Fluidic habitats are very common to bacterial life, however, very little is known about the effect of the flow stresses on the virulence of the bacteria. In the present work, we conduct microfluidic experiments to understand the consequence of stresses generated by flowing fluid on the bacterial morphology and virulence. We consider Klebsiella pneumoniae (KP), an ESKAPE pathogen as the model bacteria that are responsible for blood stream infections like bacteremia apart from pneumonia, urinary tract infections and more. We generate four different stress conditions by changing the flow rate and channel geometry subsequently altering the shear rate and stressing time (T). We observe significant changes in the structural aspects of the stressed bacteria. With an increase in stressing parameters, the viability of the bacterial sample deteriorated.

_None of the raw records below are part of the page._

//! End-to-end tests for structure reconstruction.

use proptest::prelude::*;
use relayout::layout::{resolve_font, StyleCache};
use relayout::{
    build_structure, Alignment, BlockType, ConvertOptions, DocumentInput, DocumentStructure, Error,
    Metadata, PageInput, TextItem,
};

fn item(text: &str, x: f32, y: f32, width: f32, size: f32, font: &str) -> TextItem {
    TextItem::new(text, x, y, size, font).with_width(width)
}

fn single_page(items: Vec<TextItem>) -> DocumentInput {
    let mut input = DocumentInput::new();
    input.add_page(PageInput::letter(1).with_items(items));
    input
}

fn analyze(input: &DocumentInput) -> DocumentStructure {
    build_structure(input, &ConvertOptions::default()).unwrap()
}

// ==================== Scenarios ====================

#[test]
fn test_items_on_one_line_form_a_paragraph() {
    let doc = analyze(&single_page(vec![
        item("Alpha", 50.0, 100.0, 95.0, 12.0, "ArialMT"),
        item("beta", 150.0, 100.0, 95.0, 12.0, "ArialMT"),
        item("gamma", 250.0, 100.0, 95.0, 12.0, "ArialMT"),
    ]));

    let page = &doc.pages[0];
    assert_eq!(page.blocks.len(), 1);
    assert!(page.tables.is_empty());

    let block = &page.blocks[0];
    assert_eq!(block.block_type, BlockType::Paragraph);
    assert_eq!(block.style.alignment, Alignment::Left);
    assert_eq!(block.style.indent, 50.0);
    assert_eq!(
        block.text.split_whitespace().collect::<Vec<_>>(),
        ["Alpha", "beta", "gamma"]
    );
}

#[test]
fn test_centered_bold_chapter_is_heading() {
    let doc = analyze(&single_page(vec![
        item("CHAPTER 1", 256.0, 150.0, 100.0, 18.0, "Arial-BoldMT"),
        item("The story begins here.", 72.0, 220.0, 140.0, 12.0, "ArialMT"),
    ]));

    let heading = &doc.pages[0].blocks[0];
    assert_eq!(heading.block_type, BlockType::Heading);
    assert_eq!(heading.style.alignment, Alignment::Center);
    assert!(heading.style.has_bold);
    assert_eq!(relayout::render::docx::heading_level(heading.style.font_size), 1);

    assert_eq!(doc.pages[0].blocks[1].block_type, BlockType::Paragraph);
}

#[test]
fn test_aligned_grid_is_table() {
    let mut items = Vec::new();
    let rows = [["Name", "Age", "City"], ["Alice", "30", "Seoul"], ["Bob", "25", "Busan"]];
    for (r, row) in rows.iter().enumerate() {
        for (c, text) in row.iter().enumerate() {
            let font = if r == 0 { "Arial-BoldMT" } else { "ArialMT" };
            items.push(item(text, 72.0 + c as f32 * 180.0, 200.0 + r as f32 * 20.0, 50.0, 12.0, font));
        }
    }
    let doc = analyze(&single_page(items));

    let page = &doc.pages[0];
    assert_eq!(page.tables.len(), 1);
    assert!(page.blocks.is_empty());

    let table = &page.tables[0];
    assert_eq!(table.column_count, 3);
    assert_eq!(table.row_count(), 3);
    assert!(table.has_header());
    assert_eq!(table.rows[1].cells[2].text, "Seoul");
}

#[test]
fn test_bullet_line_is_list() {
    let doc = analyze(&single_page(vec![item(
        "• Item one",
        72.0,
        300.0,
        60.0,
        12.0,
        "ArialMT",
    )]));

    let block = &doc.pages[0].blocks[0];
    assert_eq!(block.block_type, BlockType::List);
    assert_eq!(relayout::render::docx::list_level(block.style.indent - 72.0), 0);
}

#[test]
fn test_empty_page_still_produces_document() {
    let mut input = single_page(vec![item("Hello", 72.0, 100.0, 30.0, 12.0, "ArialMT")]);
    input.add_page(PageInput::letter(2));

    let doc = analyze(&input);
    assert_eq!(doc.page_count(), 2);
    assert!(doc.pages[1].blocks.is_empty());
    assert!(doc.pages[1].is_empty());

    let bytes = relayout::render::to_docx(&doc, &Default::default()).unwrap();
    assert!(!bytes.is_empty());
}

// ==================== Input handling ====================

#[test]
fn test_no_items_and_no_metadata_is_input_empty() {
    let mut input = DocumentInput::new();
    input.add_page(PageInput::letter(1).with_items(vec![item("   ", 0.0, 0.0, 0.0, 12.0, "Arial")]));
    let result = build_structure(&input, &ConvertOptions::default());
    assert!(matches!(result, Err(Error::InputEmpty)));
}

#[test]
fn test_missing_metadata_gives_empty_strings() {
    let doc = analyze(&single_page(vec![item("Hello", 72.0, 100.0, 30.0, 12.0, "ArialMT")]));
    assert_eq!(doc.title, "");
    assert_eq!(doc.author, "");
    assert_eq!(doc.subject, "");
}

#[test]
fn test_metadata_is_carried() {
    let mut input = single_page(vec![item("Hello", 72.0, 100.0, 30.0, 12.0, "ArialMT")]);
    input.metadata = Some(Metadata {
        title: "Annual Report".to_string(),
        author: "Finance".to_string(),
        ..Default::default()
    });
    let doc = analyze(&input);
    assert_eq!(doc.title, "Annual Report");
    assert_eq!(doc.author, "Finance");
}

#[test]
fn test_malformed_page_degrades_to_empty() {
    let mut input = single_page(vec![item("Fine", 72.0, 100.0, 30.0, 12.0, "ArialMT")]);
    input.add_page(PageInput::letter(2).with_items(vec![item(
        "Broken",
        f32::NAN,
        100.0,
        30.0,
        12.0,
        "ArialMT",
    )]));

    let doc = analyze(&input);
    assert_eq!(doc.page_count(), 2);
    assert_eq!(doc.pages[0].blocks[0].text, "Fine");
    assert!(doc.pages[1].is_empty());
}

#[test]
fn test_json_input_round_trip() {
    let json = r#"{
        "metadata": {"title": "Memo"},
        "pages": [{
            "number": 1,
            "items": [
                {"text": "Dear team,", "x": 72, "y": 120, "fontSize": 12, "sourceFontName": "ABCDEF+TimesNewRomanPSMT"},
                {"text": "Thanks.", "x": 72, "y": 200, "fontSize": 12, "sourceFontName": "ABCDEF+TimesNewRomanPSMT"}
            ]
        }]
    }"#;
    let input = DocumentInput::from_json(json).unwrap();
    let doc = analyze(&input);

    assert_eq!(doc.title, "Memo");
    assert_eq!(doc.pages[0].blocks.len(), 2);
    assert_eq!(doc.pages[0].blocks[0].style.font_family, "Times New Roman");
}

#[test]
fn test_pages_keep_input_order_in_parallel() {
    let mut input = DocumentInput::new();
    for n in 1..=12 {
        input.add_page(PageInput::letter(n).with_items(vec![item(
            &format!("Page body {}", n),
            72.0,
            300.0,
            80.0,
            12.0,
            "ArialMT",
        )]));
    }
    let doc = analyze(&input);
    let numbers: Vec<u32> = doc.pages.iter().map(|p| p.number).collect();
    assert_eq!(numbers, (1..=12).collect::<Vec<_>>());
    assert_eq!(doc.pages[11].blocks[0].text, "Page body 12");
}

// ==================== Properties ====================

fn arb_item() -> impl Strategy<Value = TextItem> {
    (
        "[a-zA-Z]{1,8}",
        0.0f32..560.0,
        0.0f32..780.0,
        6.0f32..24.0,
        any::<bool>(),
    )
        .prop_map(|(text, x, y, size, bold)| TextItem::new(text, x, y, size, "Arial").with_bold(bold))
}

fn arb_font_name() -> impl Strategy<Value = String> {
    prop::sample::select(vec![
        "ABCDEF+TimesNewRomanPS-BoldItalicMT",
        "Helvetica-Oblique",
        "Arial-BoldMT",
        "CourierNewPSMT",
        "Calibri-Light",
        "Garamond-Demi",
        "SourceSansPro-Black",
        "UnknownFont",
        "",
    ])
    .prop_map(str::to_string)
}

proptest! {
    #[test]
    fn prop_every_item_lands_in_exactly_one_place(items in prop::collection::vec(arb_item(), 1..40)) {
        let input = single_page(items.clone());
        let doc = build_structure(&input, &ConvertOptions::default().with_parallel(false)).unwrap();
        let page = &doc.pages[0];

        let mut placed: Vec<String> = page
            .headers
            .iter()
            .chain(&page.blocks)
            .chain(&page.footers)
            .flat_map(|b| b.items.iter().map(|i| i.text.clone()))
            .chain(page.tables.iter().flat_map(|t| t.items.iter().map(|i| i.text.clone())))
            .collect();
        let mut expected: Vec<String> = items.iter().map(|i| i.text.clone()).collect();
        placed.sort();
        expected.sort();
        prop_assert_eq!(placed, expected);

        for table in &page.tables {
            for row in &table.rows {
                prop_assert!(table.column_count >= row.cells.len());
                prop_assert!(table.column_count >= row.span_width());
            }
        }
        for block in page.headers.iter().chain(&page.blocks).chain(&page.footers) {
            prop_assert!(block.items.iter().all(|i| block.bounds.contains(i)));
        }
    }

    #[test]
    fn prop_style_cache_is_transparent(name in arb_font_name()) {
        let mut cache = StyleCache::new();
        let direct = resolve_font(&name);
        prop_assert_eq!(cache.resolve(&name).clone(), direct.clone());
        prop_assert_eq!(cache.resolve(&name).clone(), direct.clone());
        prop_assert_eq!(cache.len(), 1);
        prop_assert_eq!(resolve_font(&direct.family).family, direct.family);
    }
}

Most importantly, these stressed samples proliferate much more than unstressed samples inside the RAW264.7 murine macrophages. The results shed light on the complex relationship between flow stresses and bacterial virulence. Furthermore, we challenge the bacterial samples with ciprofloxacin to see how they behave under different stress conditions. The present study can be extended to model deadly diseases like bacteremia using organ-on-a-chip technology and help understand bacterial pathogenicity under realistic environments. ### Competing Interest Statement The authors have declared no competing interest.